Exhibit 6 was an underlying police report, which included a transcript of Carlos’s November 26, 1997 telephone conversation with an investigator. Exhibit 7 was Dr. Rosas’s medical reports concerning Carlos. Exhibit 8 was the Welfare and Institutions Code section 827 petition by defendant requesting Carlos’s juvenile court records. Exhibit 9 was the reporter’s transcript of a July 13, 1998 hearing concerning that petition. Exhibit 10 was an order settling the record in defendant’s appeal.

No declaration from defendant’s trial counsel was attached as an exhibit.

On January 10, 2005, the trial court issued an order to show cause, finding that defendant had set forth a prima facie case for ineffective assistance of counsel. The District Attorney filed the return to the order to show cause on April 8, 2005, contending that defendant could not carry his burden of showing that counsel was incompetent or that he was prejudiced. As relevant to this appeal, the District Attorney argued that counsel thoroughly cross-examined both of the prosecution’s medical experts and there were valid tactical reasons to not hire a defense expert. Attached to the return as exhibit A was a copy of a letter the District Attorney sent to defendant’s trial counsel on February 10, 2005, asking trial counsel to review his file and defendant’s petition and to “prepare an affidavit covering [his] representation of Mr. Torrez” in response to the petition. No affidavit by counsel was attached.

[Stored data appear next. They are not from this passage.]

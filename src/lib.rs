pub mod app;
pub mod cli;
pub mod config;
pub mod device;
pub mod jackwatch;
pub mod logging;
pub mod monitor;
pub mod naming;
pub mod queue;
pub mod recorder;
pub mod state;
pub mod supervise;

pub use app::run;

Defendant filed his traverse to the return on September 14, 2005, contending that “[a] failure even to consult an expert cannot possibly be ‘tactical,’ ” and that the trial court should conduct an evidentiary hearing to determine whether defendant suffered prejudice because “the trial court found Carlos and [Jane] credible when their accusations were supported by unchallenged medical testimony.”

On November 28, 2005, the trial court filed its order “that an evidentiary hearing take place for the limited purpose of addressing the following issues: (1) whether [defendant’s] attorney failed to provide an expert to challenge the medical testimony at the trial resulting in prejudice to [defendant], and (2) whether [defendant’s] attorney[’s] failure to question Carlos directly with his prior conduct against other children resulted in prejudice.” The court rejected the remaining issues presented in the habeas corpus petition as grounds for relief. At a hearing on July 14, 2006, the court stated: “I think, the order speaks for itself. [¶] I think, it’s clear. [¶] I made the assumption that the first prong of Strickland [v. Washington (1984) 466 U.S. 668 (Strickland)] had been shown by virtue of the petitions based on what was presented at the time, notwithstanding the subsequent events, I’m going to stand by that particular order. [¶] So, the issue will be whether or not the petitioner can show prejudice, of course, goes to the heart of everything in consideration here.”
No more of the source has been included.